Rien ne laissait présager que la Manufacture de Digoin reprendrait vie. Mais ça, c’était avant que Corinne Jourdain Gros ne visite les lieux en 2014 et ne relance l’activité, trouvant le juste milieu entre patrimoine et innovation. « Au début, le projet de reprise me plaisait moyennement ; l’identité était top marquée pour moi d’un point de vue patrimonial. Mais quand j’ai visité le site, j’ai eu un coup de foudre en même temps que la vision de ce que je voulais en faire. »
Avant d’arriver sur le site de la manufacture, à Goin, en Bourgogne, Corinne Jourdain Gros emprunte un tout autre chemin et retourne sur les bancs de l’école. « Je travaillais pour l’Agence Publicis, où j‘étais en charge des stratégies de marques (…) Mon amour profond pour les objets manufacturés, le design, la céramique a fait que j’ai voulu changer et devenir Responsable de Collection. Comme je n’avais pas d’expérience, j’ai fait un MBA « Construction de collection d’art » à l’Institut français de la mode, à Paris ».
C’est là que le projet de reprendre une ancienne manufacture germe : « Le sujet de mon mémoire de fin d’étude portait sur les manufactures d’art et leurs origines ; Ce fut le déclic qui m’a amené à vouloir reprendre une manufacture centenaire (…) Je voulais faire perdurer des façons de travailler, des savoir-faire et tout le patrimoine qu’il y a derrière ».

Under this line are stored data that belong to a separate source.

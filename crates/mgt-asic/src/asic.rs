//! The display synthesis engine.
//!
//! One [`Asic`] owns everything mutable about display generation: the update
//! cursor, mode and border state, the CLUT, the double-buffered surfaces, the
//! dirty-line flags, and the frame pacer. The instruction loop drives it
//! synchronously: catch rendering up whenever video state is about to change,
//! inject the hardware artefact if the change itself produces one, and close
//! each frame with `end`.
//!
//! # Frame lifecycle
//!
//! ```text
//! flyback → begin → advance_to*/change_mode/change_border → end → (swap) → flyback
//! ```
//!
//! `end` presents the frame (dirty diff against the last displayed surface,
//! O(1) buffer swap) unless the pacer marked it skipped, then decides the
//! next frame's draw/skip state. Calls must arrive in non-decreasing cycle
//! order within a frame; that is a caller contract, checked in debug builds.

use crate::mode::{decode_block, fetch_block};
use crate::palette::{BLACK, GREYS};
use crate::raster::{RasterPos, raster_pos};
use crate::screen::{DirtyLines, FrameBuffers, Layer, Surface};
use crate::turbo::FramePacer;
use crate::view::{BorderView, ViewWindow};
use crate::{
    BORDER_BLOCKS, CYCLES_PER_BLOCK, CYCLES_PER_LINE, PIXELS_PER_BLOCK, SCREEN_BLOCKS,
    SCREEN_LINES, ScreenMode, TOP_BORDER_LINES, VIDEO_PIPELINE_CYCLES, VideoMemory, WIDTH_BLOCKS,
};

/// Frames between flash-attribute phase toggles.
const FLASH_FRAME_COUNT: u8 = 16;

/// How long a status message stays visible.
const STATUS_ACTIVE_MS: u64 = 2500;

/// Border register bit: screen output disabled (modes 3/4 only).
const BORDER_SOFF: u8 = 0x80;

/// Power-on CLUT: the ROM's Spectrum-compatible assignment — low half at
/// mid intensity, upper half with the half-bright step added.
const DEFAULT_CLUT: [u8; 16] = [
    0x00, 0x11, 0x22, 0x33, 0x44, 0x55, 0x66, 0x77, //
    0x08, 0x19, 0x2A, 0x3B, 0x4C, 0x5D, 0x6E, 0x7F,
];

/// Drawn over the double-height composite before a frame is presented
/// (menus, debugger panels). Purely a port: the engine renders identically
/// whether or not one is attached.
pub trait Overlay {
    /// Draw widgets onto the composite surface.
    fn draw(&mut self, surface: &mut Surface);

    /// Highlight the current raster cell (debugger view).
    fn show_raster(&self) -> bool {
        false
    }
}

/// A presented frame as handed to the output stage.
pub struct FinishedFrame<'a> {
    /// Palette-index pixels, row-major.
    pub pixels: &'a [u8],
    /// Bytes per row.
    pub pitch: usize,
    /// Rows that were presented (double the view height for composites).
    pub rows: usize,
    /// Per-row change flags against the previously displayed frame.
    pub dirty: &'a [bool],
}

struct StatusLine {
    text: String,
    since_ms: u64,
}

/// The SAM Coupé display synthesis engine.
pub struct Asic {
    view: ViewWindow,
    mode: ScreenMode,
    page: u8,
    border: u8,
    clut: [u8; 16],
    flash_phase: bool,
    flash_frames: u8,
    /// Furthest raster point rendered this frame. Tracks the true raster
    /// position, not the rendered one: it advances through invisible regions
    /// too, and is reset exactly once per frame at flyback.
    cursor: RasterPos,
    buffers: FrameBuffers,
    dirty: DirtyLines,
    displayed_rows: usize,
    draw_frame: bool,
    pacer: FramePacer,
    turbo_disk: bool,
    frame_count: u64,
    status: Option<StatusLine>,
    marker_phase: u8,
    present_hook: Option<Box<dyn FnMut()>>,
}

Poterie de grès : le retour à l’essentiel
Pendant 2 ans, Corinne Jourdain Gros entame une étude sur le marché à la fois sociétal et comportemental. Elle fera ressortir une tendance globale, celle d’un retour aux valeurs à travers les objets d’art. Elle se rapproche d’investisseurs privés et passionnés pour concrétiser son projet de reprise. « J’ai cherché à m’entourer d’investisseurs qui ne recherchent pas le retour sur investissement immédiat ou la croissance absolue mais des individus qui comprennent nos métiers ».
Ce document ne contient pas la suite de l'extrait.